INSTRUCTIONS FOR THE TASK:
Every line below between the line holding "pub struct Lexer<'a>" and the line holding "self.line += 1;", inclusive, should be repeated exactly, and all other lines omitted.
*** DATASET EXCERPTS Section Begins ***
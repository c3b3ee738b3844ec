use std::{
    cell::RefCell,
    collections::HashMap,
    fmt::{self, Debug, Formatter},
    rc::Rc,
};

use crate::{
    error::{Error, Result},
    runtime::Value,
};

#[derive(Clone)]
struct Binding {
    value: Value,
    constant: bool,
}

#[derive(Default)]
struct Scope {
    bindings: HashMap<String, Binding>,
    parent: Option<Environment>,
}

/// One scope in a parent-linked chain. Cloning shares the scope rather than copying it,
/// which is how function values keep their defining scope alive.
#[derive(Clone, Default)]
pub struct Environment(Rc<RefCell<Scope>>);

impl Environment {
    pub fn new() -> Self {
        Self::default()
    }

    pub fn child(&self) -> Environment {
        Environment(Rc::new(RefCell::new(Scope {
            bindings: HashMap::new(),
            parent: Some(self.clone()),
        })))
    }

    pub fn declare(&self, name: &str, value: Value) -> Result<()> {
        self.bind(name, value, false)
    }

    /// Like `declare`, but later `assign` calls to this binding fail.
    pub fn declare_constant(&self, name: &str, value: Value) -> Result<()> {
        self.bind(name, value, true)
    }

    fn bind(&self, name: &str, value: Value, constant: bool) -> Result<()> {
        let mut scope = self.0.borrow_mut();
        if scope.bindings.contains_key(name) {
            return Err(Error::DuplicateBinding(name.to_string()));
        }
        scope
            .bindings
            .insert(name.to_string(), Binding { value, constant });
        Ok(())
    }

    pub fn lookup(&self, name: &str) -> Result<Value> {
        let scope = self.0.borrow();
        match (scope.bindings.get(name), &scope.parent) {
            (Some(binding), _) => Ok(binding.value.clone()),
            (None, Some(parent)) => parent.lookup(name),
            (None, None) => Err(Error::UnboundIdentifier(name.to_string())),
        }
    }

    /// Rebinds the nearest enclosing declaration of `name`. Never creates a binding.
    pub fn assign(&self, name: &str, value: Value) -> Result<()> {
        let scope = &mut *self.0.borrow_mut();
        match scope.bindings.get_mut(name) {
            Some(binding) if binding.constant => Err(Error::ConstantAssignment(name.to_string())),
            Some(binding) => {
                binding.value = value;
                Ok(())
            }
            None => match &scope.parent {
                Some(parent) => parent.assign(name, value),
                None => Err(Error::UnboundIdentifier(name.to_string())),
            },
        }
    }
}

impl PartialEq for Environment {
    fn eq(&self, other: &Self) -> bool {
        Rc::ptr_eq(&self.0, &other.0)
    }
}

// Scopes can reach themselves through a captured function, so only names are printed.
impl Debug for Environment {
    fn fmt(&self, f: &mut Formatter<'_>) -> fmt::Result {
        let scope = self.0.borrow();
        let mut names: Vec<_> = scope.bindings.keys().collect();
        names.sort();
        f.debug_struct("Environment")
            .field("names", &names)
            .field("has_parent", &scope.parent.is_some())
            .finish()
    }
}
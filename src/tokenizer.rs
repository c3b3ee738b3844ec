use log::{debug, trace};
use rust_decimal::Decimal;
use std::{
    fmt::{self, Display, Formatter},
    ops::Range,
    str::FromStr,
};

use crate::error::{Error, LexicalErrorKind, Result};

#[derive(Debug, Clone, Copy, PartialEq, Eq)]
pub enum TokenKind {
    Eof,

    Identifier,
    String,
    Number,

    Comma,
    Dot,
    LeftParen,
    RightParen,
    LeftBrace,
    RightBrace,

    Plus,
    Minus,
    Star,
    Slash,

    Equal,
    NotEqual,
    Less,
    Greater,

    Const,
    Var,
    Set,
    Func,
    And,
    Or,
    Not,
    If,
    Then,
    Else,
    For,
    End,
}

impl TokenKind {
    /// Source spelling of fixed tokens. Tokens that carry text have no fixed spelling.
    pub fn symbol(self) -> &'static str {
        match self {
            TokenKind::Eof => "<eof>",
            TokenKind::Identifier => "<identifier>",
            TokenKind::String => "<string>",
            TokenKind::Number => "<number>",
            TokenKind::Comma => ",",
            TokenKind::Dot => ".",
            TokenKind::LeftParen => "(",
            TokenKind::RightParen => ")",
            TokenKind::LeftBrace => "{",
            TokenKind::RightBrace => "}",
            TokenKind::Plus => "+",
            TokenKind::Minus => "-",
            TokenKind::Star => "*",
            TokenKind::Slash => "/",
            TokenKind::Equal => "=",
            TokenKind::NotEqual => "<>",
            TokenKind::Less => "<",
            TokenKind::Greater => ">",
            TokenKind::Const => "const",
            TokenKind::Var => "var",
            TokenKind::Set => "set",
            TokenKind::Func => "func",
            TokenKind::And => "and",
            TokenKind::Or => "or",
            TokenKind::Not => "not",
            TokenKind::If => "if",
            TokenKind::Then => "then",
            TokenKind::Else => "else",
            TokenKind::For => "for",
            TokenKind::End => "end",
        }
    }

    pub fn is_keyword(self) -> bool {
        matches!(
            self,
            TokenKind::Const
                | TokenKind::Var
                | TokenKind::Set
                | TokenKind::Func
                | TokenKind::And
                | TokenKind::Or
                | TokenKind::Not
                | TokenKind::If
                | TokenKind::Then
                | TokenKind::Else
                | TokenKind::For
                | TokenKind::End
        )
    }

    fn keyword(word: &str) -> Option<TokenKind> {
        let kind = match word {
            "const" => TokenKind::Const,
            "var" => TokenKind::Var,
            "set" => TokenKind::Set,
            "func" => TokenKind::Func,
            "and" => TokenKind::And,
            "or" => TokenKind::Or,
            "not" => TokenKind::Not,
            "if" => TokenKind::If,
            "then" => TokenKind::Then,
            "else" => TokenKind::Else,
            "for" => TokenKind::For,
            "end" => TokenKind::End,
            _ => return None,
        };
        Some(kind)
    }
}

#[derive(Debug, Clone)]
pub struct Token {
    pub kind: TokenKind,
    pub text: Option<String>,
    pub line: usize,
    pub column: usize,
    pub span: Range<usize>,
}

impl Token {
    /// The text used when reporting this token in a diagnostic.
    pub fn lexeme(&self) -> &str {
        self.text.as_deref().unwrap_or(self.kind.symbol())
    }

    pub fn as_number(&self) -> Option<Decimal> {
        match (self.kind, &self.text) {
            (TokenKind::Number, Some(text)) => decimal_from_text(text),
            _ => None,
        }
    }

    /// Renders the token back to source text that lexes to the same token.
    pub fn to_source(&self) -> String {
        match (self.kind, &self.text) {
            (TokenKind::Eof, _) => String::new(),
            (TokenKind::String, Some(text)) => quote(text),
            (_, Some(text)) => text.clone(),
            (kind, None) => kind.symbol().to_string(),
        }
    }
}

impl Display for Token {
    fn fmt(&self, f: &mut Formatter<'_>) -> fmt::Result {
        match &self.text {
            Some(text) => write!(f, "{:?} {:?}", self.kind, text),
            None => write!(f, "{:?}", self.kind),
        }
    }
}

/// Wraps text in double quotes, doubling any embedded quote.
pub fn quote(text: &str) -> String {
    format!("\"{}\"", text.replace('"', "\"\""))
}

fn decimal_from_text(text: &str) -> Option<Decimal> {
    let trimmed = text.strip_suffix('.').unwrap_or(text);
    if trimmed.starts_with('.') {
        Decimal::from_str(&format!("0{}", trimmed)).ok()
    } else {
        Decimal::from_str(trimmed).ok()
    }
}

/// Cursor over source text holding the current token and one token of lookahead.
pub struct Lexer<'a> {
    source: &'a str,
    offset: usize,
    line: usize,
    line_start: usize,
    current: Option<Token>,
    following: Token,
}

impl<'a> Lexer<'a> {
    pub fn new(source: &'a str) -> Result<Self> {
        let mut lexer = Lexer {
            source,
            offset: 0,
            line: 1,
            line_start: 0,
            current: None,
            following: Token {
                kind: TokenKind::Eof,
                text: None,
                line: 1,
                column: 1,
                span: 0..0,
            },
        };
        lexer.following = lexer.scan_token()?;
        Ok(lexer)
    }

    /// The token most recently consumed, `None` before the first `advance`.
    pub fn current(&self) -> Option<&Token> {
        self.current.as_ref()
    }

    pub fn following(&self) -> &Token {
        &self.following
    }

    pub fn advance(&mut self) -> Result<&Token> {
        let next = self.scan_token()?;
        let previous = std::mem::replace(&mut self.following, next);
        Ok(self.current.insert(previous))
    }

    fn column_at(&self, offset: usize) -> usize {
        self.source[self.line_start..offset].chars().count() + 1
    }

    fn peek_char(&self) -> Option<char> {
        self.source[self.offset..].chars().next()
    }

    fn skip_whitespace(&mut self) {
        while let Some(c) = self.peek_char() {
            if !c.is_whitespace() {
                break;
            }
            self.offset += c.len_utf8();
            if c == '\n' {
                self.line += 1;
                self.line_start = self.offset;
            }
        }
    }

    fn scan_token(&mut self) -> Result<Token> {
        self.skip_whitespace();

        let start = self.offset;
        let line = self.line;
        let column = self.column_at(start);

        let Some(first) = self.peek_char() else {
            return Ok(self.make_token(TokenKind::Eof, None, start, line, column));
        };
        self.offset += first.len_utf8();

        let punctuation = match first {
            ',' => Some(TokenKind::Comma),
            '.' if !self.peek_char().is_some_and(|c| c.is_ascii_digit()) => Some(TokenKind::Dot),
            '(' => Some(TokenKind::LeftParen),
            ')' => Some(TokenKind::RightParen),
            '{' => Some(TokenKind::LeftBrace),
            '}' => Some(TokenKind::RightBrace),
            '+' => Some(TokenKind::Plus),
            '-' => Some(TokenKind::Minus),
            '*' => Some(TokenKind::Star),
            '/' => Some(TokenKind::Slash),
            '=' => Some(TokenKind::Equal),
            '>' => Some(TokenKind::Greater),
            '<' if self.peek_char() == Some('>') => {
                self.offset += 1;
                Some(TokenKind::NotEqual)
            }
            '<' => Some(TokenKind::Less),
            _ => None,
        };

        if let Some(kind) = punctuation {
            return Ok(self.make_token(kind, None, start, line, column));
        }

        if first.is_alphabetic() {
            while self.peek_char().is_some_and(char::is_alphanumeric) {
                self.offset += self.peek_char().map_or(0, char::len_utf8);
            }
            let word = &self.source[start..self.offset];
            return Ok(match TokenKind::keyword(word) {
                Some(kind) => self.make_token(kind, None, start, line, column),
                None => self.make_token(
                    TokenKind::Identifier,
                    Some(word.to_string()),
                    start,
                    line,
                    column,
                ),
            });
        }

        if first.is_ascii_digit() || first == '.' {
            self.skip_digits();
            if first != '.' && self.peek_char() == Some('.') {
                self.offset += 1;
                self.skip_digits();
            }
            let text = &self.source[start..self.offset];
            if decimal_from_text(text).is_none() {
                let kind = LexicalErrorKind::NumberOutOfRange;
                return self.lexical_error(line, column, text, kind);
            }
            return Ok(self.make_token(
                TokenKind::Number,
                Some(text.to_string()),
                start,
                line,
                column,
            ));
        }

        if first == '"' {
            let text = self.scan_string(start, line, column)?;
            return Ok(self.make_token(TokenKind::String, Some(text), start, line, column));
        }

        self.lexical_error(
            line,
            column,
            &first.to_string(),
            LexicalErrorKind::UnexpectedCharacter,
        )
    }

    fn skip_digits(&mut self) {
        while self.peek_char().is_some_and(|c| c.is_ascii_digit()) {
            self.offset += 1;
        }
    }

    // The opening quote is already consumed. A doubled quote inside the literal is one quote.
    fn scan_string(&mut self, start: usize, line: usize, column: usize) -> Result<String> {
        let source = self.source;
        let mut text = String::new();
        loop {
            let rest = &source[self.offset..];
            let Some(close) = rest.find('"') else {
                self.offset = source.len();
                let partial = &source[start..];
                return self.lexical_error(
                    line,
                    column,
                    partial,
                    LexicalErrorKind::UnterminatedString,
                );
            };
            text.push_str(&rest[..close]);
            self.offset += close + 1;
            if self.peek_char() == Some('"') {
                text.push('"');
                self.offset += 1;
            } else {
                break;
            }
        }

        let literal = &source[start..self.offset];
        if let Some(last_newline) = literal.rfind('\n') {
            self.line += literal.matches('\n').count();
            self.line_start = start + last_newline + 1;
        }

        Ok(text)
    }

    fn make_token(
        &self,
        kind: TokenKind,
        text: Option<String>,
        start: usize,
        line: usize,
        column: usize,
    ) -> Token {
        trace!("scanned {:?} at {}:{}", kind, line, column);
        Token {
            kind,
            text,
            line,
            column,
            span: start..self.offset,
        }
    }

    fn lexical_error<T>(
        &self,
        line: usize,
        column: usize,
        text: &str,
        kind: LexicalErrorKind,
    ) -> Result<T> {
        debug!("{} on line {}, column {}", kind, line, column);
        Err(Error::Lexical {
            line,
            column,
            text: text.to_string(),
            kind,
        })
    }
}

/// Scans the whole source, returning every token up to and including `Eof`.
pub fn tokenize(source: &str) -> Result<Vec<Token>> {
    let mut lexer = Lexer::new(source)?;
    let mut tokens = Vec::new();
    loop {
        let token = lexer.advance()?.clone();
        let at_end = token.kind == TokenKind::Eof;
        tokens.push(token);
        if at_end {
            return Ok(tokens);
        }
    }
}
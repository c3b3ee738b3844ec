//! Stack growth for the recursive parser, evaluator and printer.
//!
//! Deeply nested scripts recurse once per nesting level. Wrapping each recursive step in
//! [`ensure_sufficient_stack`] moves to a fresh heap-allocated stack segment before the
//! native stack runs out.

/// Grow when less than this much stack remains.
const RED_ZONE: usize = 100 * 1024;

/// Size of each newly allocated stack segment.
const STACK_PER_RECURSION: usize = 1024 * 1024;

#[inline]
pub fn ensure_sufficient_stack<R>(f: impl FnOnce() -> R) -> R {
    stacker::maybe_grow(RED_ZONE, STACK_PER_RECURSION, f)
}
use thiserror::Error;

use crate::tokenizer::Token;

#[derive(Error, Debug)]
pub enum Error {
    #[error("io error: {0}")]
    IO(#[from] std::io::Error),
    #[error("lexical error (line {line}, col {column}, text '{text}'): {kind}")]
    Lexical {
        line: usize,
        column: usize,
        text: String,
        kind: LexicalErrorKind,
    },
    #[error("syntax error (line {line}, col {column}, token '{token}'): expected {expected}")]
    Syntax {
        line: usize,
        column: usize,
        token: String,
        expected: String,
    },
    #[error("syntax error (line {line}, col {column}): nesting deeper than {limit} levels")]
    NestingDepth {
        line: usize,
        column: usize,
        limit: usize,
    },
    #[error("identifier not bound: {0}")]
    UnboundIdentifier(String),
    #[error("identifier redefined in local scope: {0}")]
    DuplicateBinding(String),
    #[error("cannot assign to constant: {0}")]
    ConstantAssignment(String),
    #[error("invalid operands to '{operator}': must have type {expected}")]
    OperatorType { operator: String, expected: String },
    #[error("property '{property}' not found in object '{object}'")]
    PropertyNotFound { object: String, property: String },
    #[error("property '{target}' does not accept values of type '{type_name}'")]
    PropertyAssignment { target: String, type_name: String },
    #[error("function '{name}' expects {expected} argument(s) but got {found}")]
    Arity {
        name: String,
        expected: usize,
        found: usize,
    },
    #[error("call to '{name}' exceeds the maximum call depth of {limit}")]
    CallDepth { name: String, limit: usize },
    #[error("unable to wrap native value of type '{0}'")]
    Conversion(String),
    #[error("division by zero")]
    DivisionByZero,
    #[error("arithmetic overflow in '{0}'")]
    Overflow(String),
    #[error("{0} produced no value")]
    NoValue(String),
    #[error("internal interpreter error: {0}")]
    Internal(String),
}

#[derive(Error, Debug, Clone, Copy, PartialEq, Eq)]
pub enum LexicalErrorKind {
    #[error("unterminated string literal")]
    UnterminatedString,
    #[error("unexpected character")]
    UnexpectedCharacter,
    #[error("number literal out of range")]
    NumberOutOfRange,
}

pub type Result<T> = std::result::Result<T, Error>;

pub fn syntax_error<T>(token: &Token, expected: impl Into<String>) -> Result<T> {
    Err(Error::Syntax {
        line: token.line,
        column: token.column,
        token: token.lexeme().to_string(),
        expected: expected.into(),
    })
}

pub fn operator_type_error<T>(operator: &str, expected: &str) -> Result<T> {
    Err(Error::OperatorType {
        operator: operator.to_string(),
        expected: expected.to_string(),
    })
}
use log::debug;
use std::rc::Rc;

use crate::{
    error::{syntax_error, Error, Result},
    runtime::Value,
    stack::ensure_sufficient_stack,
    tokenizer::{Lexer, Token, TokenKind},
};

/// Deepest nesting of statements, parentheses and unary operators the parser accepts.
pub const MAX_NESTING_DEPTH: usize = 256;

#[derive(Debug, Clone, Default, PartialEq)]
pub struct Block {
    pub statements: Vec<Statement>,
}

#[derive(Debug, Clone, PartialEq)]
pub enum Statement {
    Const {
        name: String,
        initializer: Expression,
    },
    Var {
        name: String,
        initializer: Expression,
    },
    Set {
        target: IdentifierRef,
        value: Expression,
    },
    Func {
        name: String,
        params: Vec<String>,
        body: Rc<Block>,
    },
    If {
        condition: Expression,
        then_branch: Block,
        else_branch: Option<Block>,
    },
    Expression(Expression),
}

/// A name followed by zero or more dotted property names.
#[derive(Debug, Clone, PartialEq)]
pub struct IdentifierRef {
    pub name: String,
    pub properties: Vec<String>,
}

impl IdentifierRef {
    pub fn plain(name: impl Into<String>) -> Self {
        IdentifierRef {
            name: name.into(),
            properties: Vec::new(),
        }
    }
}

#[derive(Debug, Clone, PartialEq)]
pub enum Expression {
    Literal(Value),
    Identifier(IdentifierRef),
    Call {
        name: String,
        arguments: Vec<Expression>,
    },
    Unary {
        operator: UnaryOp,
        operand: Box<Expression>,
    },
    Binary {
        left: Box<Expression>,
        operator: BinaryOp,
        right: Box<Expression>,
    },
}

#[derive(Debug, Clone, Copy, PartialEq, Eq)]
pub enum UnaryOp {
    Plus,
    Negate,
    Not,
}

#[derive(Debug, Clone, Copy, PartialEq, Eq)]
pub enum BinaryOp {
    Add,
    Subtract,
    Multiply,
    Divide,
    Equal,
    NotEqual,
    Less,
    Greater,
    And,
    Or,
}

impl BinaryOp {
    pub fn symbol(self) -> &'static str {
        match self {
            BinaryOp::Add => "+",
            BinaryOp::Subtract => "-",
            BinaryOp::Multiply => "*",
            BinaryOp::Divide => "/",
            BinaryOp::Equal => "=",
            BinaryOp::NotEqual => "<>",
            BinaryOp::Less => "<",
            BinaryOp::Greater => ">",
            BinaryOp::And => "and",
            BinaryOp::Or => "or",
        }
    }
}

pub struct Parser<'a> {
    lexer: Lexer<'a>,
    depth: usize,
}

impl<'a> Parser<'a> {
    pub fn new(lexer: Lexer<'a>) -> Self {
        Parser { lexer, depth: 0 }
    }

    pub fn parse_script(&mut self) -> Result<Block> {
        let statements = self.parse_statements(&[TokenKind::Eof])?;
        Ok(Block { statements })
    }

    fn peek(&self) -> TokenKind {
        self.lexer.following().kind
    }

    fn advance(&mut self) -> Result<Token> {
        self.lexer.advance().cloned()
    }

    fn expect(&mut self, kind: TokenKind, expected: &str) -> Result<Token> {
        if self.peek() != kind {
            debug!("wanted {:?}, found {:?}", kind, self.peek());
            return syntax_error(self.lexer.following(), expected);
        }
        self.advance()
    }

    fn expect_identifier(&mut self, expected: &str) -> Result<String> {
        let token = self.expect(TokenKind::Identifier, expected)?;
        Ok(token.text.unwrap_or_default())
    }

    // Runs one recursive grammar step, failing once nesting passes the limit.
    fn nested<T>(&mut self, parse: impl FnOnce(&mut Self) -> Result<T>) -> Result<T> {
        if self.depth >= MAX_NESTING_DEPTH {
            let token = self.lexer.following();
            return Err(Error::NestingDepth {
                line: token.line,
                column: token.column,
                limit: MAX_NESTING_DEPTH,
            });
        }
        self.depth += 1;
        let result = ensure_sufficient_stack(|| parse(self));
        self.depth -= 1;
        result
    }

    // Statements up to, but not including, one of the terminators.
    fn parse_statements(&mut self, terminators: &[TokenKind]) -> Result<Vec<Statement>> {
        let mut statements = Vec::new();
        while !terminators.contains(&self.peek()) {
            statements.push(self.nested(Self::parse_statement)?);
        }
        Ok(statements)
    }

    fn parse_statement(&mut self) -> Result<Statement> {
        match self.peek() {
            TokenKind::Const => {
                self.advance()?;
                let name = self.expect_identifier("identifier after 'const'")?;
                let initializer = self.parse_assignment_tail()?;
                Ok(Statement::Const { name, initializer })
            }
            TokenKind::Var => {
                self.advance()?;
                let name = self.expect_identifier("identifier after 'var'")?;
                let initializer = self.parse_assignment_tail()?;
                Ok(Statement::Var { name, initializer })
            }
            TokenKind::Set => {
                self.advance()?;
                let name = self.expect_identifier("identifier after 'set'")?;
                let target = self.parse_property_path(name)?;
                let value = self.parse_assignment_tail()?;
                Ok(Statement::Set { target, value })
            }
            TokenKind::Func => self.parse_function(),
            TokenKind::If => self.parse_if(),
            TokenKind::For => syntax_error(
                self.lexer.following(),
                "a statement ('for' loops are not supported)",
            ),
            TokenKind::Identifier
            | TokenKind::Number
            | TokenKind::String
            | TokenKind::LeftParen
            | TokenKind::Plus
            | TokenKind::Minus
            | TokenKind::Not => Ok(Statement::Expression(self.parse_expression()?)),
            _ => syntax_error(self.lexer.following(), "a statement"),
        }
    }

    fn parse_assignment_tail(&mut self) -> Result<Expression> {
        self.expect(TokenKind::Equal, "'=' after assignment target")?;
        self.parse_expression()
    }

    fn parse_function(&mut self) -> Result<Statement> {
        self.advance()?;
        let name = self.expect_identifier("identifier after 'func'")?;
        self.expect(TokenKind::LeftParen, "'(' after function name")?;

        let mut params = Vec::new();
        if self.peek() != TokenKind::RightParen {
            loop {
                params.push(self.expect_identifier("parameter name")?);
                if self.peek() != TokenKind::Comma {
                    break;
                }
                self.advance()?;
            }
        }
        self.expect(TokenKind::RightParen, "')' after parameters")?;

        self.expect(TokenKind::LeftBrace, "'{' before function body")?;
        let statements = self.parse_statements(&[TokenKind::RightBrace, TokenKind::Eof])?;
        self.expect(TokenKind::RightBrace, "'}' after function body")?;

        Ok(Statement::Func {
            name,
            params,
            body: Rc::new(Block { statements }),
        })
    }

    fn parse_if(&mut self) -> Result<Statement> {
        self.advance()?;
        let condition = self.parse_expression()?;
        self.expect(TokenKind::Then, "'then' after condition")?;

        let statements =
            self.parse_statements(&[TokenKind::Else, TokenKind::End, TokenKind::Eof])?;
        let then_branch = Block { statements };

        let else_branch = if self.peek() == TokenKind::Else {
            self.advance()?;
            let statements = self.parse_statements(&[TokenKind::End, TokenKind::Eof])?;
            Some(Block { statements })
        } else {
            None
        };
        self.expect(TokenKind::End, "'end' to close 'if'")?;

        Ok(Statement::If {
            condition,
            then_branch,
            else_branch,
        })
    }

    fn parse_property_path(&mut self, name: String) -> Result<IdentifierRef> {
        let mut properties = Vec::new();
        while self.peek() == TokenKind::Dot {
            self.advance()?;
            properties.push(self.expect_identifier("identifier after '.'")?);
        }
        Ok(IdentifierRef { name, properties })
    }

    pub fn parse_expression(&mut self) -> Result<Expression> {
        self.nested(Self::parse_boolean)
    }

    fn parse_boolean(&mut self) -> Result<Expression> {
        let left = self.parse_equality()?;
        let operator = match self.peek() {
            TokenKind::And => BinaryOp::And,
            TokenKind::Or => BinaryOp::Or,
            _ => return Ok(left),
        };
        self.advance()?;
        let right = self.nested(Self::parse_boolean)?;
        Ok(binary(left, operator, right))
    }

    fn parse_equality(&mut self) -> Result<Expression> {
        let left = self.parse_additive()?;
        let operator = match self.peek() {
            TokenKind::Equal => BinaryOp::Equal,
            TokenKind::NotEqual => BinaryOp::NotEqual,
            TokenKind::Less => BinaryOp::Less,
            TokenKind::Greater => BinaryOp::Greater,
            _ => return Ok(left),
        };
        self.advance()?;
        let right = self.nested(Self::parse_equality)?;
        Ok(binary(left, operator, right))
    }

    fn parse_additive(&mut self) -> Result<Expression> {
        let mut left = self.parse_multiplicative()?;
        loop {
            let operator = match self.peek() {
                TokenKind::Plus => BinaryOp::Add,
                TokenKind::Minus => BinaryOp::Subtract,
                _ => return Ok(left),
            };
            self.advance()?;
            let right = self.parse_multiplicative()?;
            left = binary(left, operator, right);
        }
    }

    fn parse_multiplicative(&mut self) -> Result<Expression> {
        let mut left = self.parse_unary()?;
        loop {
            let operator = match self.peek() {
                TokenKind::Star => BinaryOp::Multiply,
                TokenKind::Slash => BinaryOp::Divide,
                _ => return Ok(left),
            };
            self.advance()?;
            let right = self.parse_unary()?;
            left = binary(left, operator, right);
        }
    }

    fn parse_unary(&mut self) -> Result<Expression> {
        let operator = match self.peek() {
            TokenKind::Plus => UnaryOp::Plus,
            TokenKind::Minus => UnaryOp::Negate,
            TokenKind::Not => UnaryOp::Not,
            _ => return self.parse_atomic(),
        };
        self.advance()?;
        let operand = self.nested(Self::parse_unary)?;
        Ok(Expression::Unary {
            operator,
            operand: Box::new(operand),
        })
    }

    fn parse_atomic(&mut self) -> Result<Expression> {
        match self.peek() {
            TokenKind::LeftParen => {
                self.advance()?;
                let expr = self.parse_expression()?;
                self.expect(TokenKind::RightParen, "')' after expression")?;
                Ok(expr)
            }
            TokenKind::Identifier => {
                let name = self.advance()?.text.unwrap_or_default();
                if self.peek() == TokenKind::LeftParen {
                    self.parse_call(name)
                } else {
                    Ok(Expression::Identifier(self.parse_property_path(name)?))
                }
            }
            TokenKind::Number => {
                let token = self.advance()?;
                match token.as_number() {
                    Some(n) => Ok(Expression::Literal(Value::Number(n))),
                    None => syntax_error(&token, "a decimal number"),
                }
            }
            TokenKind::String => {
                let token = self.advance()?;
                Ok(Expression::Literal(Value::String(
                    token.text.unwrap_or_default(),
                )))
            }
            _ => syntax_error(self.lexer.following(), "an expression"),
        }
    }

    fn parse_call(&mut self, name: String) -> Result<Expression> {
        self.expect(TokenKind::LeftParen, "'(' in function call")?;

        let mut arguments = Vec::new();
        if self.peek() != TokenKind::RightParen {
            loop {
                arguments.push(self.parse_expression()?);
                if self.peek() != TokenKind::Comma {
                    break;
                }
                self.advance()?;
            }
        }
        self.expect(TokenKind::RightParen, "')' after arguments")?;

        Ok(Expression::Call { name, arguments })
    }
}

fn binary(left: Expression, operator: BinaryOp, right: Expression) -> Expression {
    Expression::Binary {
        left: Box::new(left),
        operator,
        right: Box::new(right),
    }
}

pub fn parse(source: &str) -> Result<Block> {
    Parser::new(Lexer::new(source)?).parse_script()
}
*** DATASET EXCERPTS Section Ends ***
SOLUTION FOR THIS TASK:
pub struct Lexer<'a> {
    source: &'a str,
    offset: usize,
    line: usize,
    line_start: usize,
    current: Option<Token>,
    following: Token,
}

impl<'a> Lexer<'a> {
    pub fn new(source: &'a str) -> Result<Self> {
        let mut lexer = Lexer {
            source,
            offset: 0,
            line: 1,
            line_start: 0,
            current: None,
            following: Token {
                kind: TokenKind::Eof,
                text: None,
                line: 1,
                column: 1,
                span: 0..0,
            },
        };
        lexer.following = lexer.scan_token()?;
        Ok(lexer)
    }

    /// The token most recently consumed, `None` before the first `advance`.
    pub fn current(&self) -> Option<&Token> {
        self.current.as_ref()
    }

    pub fn following(&self) -> &Token {
        &self.following
    }

    pub fn advance(&mut self) -> Result<&Token> {
        let next = self.scan_token()?;
        let previous = std::mem::replace(&mut self.following, next);
        Ok(self.current.insert(previous))
    }

    fn column_at(&self, offset: usize) -> usize {
        self.source[self.line_start..offset].chars().count() + 1
    }

    fn peek_char(&self) -> Option<char> {
        self.source[self.offset..].chars().next()
    }

    fn skip_whitespace(&mut self) {
        while let Some(c) = self.peek_char() {
            if !c.is_whitespace() {
                break;
            }
            self.offset += c.len_utf8();
            if c == '\n' {
                self.line += 1;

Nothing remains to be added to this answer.